I also did that with knocks and rock clacks to get a baseline of the structure or signature of the sounds.  This is how the whole Silent Hills Project started.  Different types of sounds travel different distances.  When dealing with skeptics, being able to provide a baseline with known sounds goes a long way towards ending unnecessary arguments.  I can’t count the number of times I have heard the line “I know it was this or that because I hear it all the time”.  Again, our ears do play tricks on us.
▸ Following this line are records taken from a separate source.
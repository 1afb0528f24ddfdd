// Licensed to the Apache Software Foundation (ASF) under one
// or more contributor license agreements.  See the NOTICE file
// distributed with this work for additional information
// regarding copyright ownership.  The ASF licenses this file
// to you under the Apache License, Version 2.0 (the
// "License"); you may not use this file except in compliance
// with the License.  You may obtain a copy of the License at
//
//   http://www.apache.org/licenses/LICENSE-2.0
//
// Unless required by applicable law or agreed to in writing,
// software distributed under the License is distributed on an
// "AS IS" BASIS, WITHOUT WARRANTIES OR CONDITIONS OF ANY
// KIND, either express or implied.  See the License for the
// specific language governing permissions and limitations
// under the License.
//! Core operator traits and blocking semantics.
//!
//! Responsibilities:
//! - Defines the sink execution contract a driver pushes chunks through.
//! - Expresses suspension as a blocked reason the scheduler polls, never a blocking call.
//!
//! Key exported interfaces:
//! - Types: `BlockedReason`, `SourceState`, `Operator`, `SinkOperator`.

use std::sync::Arc;

use crate::exec::chunk::Chunk;
use crate::exec::pipeline::dependency::DependencyHandle;
use crate::runtime::mem_tracker::MemTracker;
use crate::runtime::profile::OperatorProfiles;
use crate::runtime::runtime_state::RuntimeState;

/// Why a driver cannot make progress right now.
#[derive(Clone, Debug, PartialEq, Eq)]
pub enum BlockedReason {
    /// Upstream currently has no data available.
    InputEmpty,
    /// Downstream cannot accept more output at the moment.
    OutputFull,
    /// Blocked on a dependency object.
    Dependency(DependencyHandle),
}

/// Whether the upstream source has more chunks after the current one.
#[derive(Clone, Copy, Debug, PartialEq, Eq)]
pub enum SourceState {
    DependOnSource,
    Finished,
}

impl SourceState {
    pub fn is_eos(self) -> bool {
        self == SourceState::Finished
    }
}

pub trait Operator: Send {
    fn name(&self) -> &str;

    fn set_mem_tracker(&mut self, tracker: Arc<MemTracker>) {
        let _ = tracker;
    }

    fn set_profiles(&mut self, profiles: OperatorProfiles) {
        let _ = profiles;
    }

    fn prepare(&mut self) -> Result<(), String> {
        Ok(())
    }

    fn close(&mut self, state: &RuntimeState) -> Result<(), String> {
        let _ = state;
        Ok(())
    }

    fn is_finished(&self) -> bool {
        false
    }

    fn as_sink_mut(&mut self) -> Option<&mut dyn SinkOperator> {
        None
    }
}

/// Operators that consume chunks and emit nothing downstream in-pipeline.
pub trait SinkOperator: Operator {
    fn need_input(&self) -> bool;

    fn push_chunk(&mut self, state: &RuntimeState, chunk: Chunk) -> Result<(), String>;

    fn set_finishing(&mut self, state: &RuntimeState) -> Result<(), String>;

    /// Gate the scheduler polls before pushing more input.
    fn sink_dependency(&self) -> Option<DependencyHandle> {
        None
    }

    fn blocked_reason(&self) -> Option<BlockedReason> {
        match self.sink_dependency() {
            Some(dep) if !dep.is_ready() => Some(BlockedReason::Dependency(dep)),
            _ => None,
        }
    }
}
// Licensed to the Apache Software Foundation (ASF) under one
// or more contributor license agreements.  See the NOTICE file
// distributed with this work for additional information
// regarding copyright ownership.  The ASF licenses this file
// to you under the Apache License, Version 2.0 (the
// "License"); you may not use this file except in compliance
// with the License.  You may obtain a copy of the License at
//
//   http://www.apache.org/licenses/LICENSE-2.0
//
// Unless required by applicable law or agreed to in writing,
// software distributed under the License is distributed on an
// "AS IS" BASIS, WITHOUT WARRANTIES OR CONDITIONS OF ANY
// KIND, either express or implied.  See the License for the
// specific language governing permissions and limitations
// under the License.
use std::sync::atomic::{AtomicBool, Ordering};
use std::sync::{Arc, Mutex};

use crate::common::config;
use crate::hashagg_logging::debug;
use crate::runtime::mem_tracker::{self, MemTracker};

/// Per-fragment-instance execution context shared by every driver of the fragment.
///
/// Clones share the cancellation flag and the first-error slot.
#[derive(Debug, Clone)]
pub struct RuntimeState {
    query_label: String,
    batch_size: usize,
    error_state: Arc<RuntimeErrorState>,
    cancelled: Arc<AtomicBool>,
    mem_tracker: Arc<MemTracker>,
}

#[derive(Debug, Default)]
pub struct RuntimeErrorState {
    error: Mutex<Option<String>>,
}

impl RuntimeErrorState {
    /// Keep only the first reported error.
    pub fn set_error(&self, err: String) {
        let mut guard = self.error.lock().unwrap_or_else(|e| e.into_inner());
        if guard.is_none() {
            *guard = Some(err);
        }
    }

    pub fn error(&self) -> Option<String> {
        self.error
            .lock()
            .unwrap_or_else(|e| e.into_inner())
            .clone()
    }
}

impl Default for RuntimeState {
    fn default() -> Self {
        Self::new("query_unknown")
    }
}

impl RuntimeState {
    pub fn new(query_label: impl Into<String>) -> Self {
        let query_label = query_label.into();
        let process = mem_tracker::process_mem_tracker();
        let mem_tracker = MemTracker::new_child(query_label.clone(), &process);
        Self {
            query_label,
            batch_size: config::batch_size(),
            error_state: Arc::new(RuntimeErrorState::default()),
            cancelled: Arc::new(AtomicBool::new(false)),
            mem_tracker,
        }
    }

    pub fn with_mem_tracker(mut self, tracker: Arc<MemTracker>) -> Self {
        self.mem_tracker = tracker;
        self
    }

    pub fn with_batch_size(mut self, batch_size: usize) -> Self {
        self.batch_size = batch_size.max(1);
        self
    }

    pub fn query_label(&self) -> &str {
        &self.query_label
    }

    pub fn batch_size(&self) -> usize {
        self.batch_size
    }

    pub fn mem_tracker(&self) -> &Arc<MemTracker> {
        &self.mem_tracker
    }

    pub fn error_state(&self) -> &Arc<RuntimeErrorState> {
        &self.error_state
    }

    pub fn set_error(&self, err: String) {
        self.error_state.set_error(err);
    }

    /// Request cancellation. Operators observe it between chunks.
    pub fn cancel(&self) {
        if !self.cancelled.swap(true, Ordering::AcqRel) {
            debug!("query {} cancelled", self.query_label);
        }
    }

    pub fn is_cancelled(&self) -> bool {
        self.cancelled.load(Ordering::Acquire)
    }
}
Arguing doesn’t make a stronger case for us.  Evidence does.  Having a file of baseline sounds keeps us grounded which brings me to the next point.

The fourth and final point of this post is when in doubt, throw it out!  There is no bigger hit to your credibility and the Bigfoot Community than posting possible bigfoot audio evidence that is easily dismissed because it’s a known critter or sound that could have been prevented by you doing your due diligence.  The only thing that will make it worse is if you argue it without some baseline evidence.  The sad truth of the matter is you can post 100 good things and 1 bad and folks will only remember the one.  That just seems to be the way it works.

One thing that I do want to point out is that I never actually throw out anything when it comes to audio.  I have kept all the raw data that I have recorded since day one.  If at any time someone wants to hear the context surrounding any possible audio clip I have the data for verification or authentication.  If I have a doubt on a sound or vocal I clip it and put it into an “Unknown File”.  If that sound or vocal repeats or is recorded clearer at a time in the future I have it there for comparison. One such occurrence that I had with this is early in my research I recorded what I thought was something handling my drop box.  However, there was no footfalls and virtually no sounds before or after it.  Even though I was super excited and wanted it to be my TEXLA moment, it wasn’t.  I kept the clipped file and hoped for another that would back it up.  Low and behold, a few weeks later it was recoded again.  But this time there was definite wings buzzing before and after the recording.  It was a bug crawling on the external mic.  Luckily at that time I was pretty computer illiterate, so I never posted that as possible Bigfoot playing with my recorder.  Lesson learned.  When we are trying to help scientifically prove the existence of Bigfoot it is vastly important to be able to back up our evidence and show repeatability.  That can not be done if we don’t do our homework.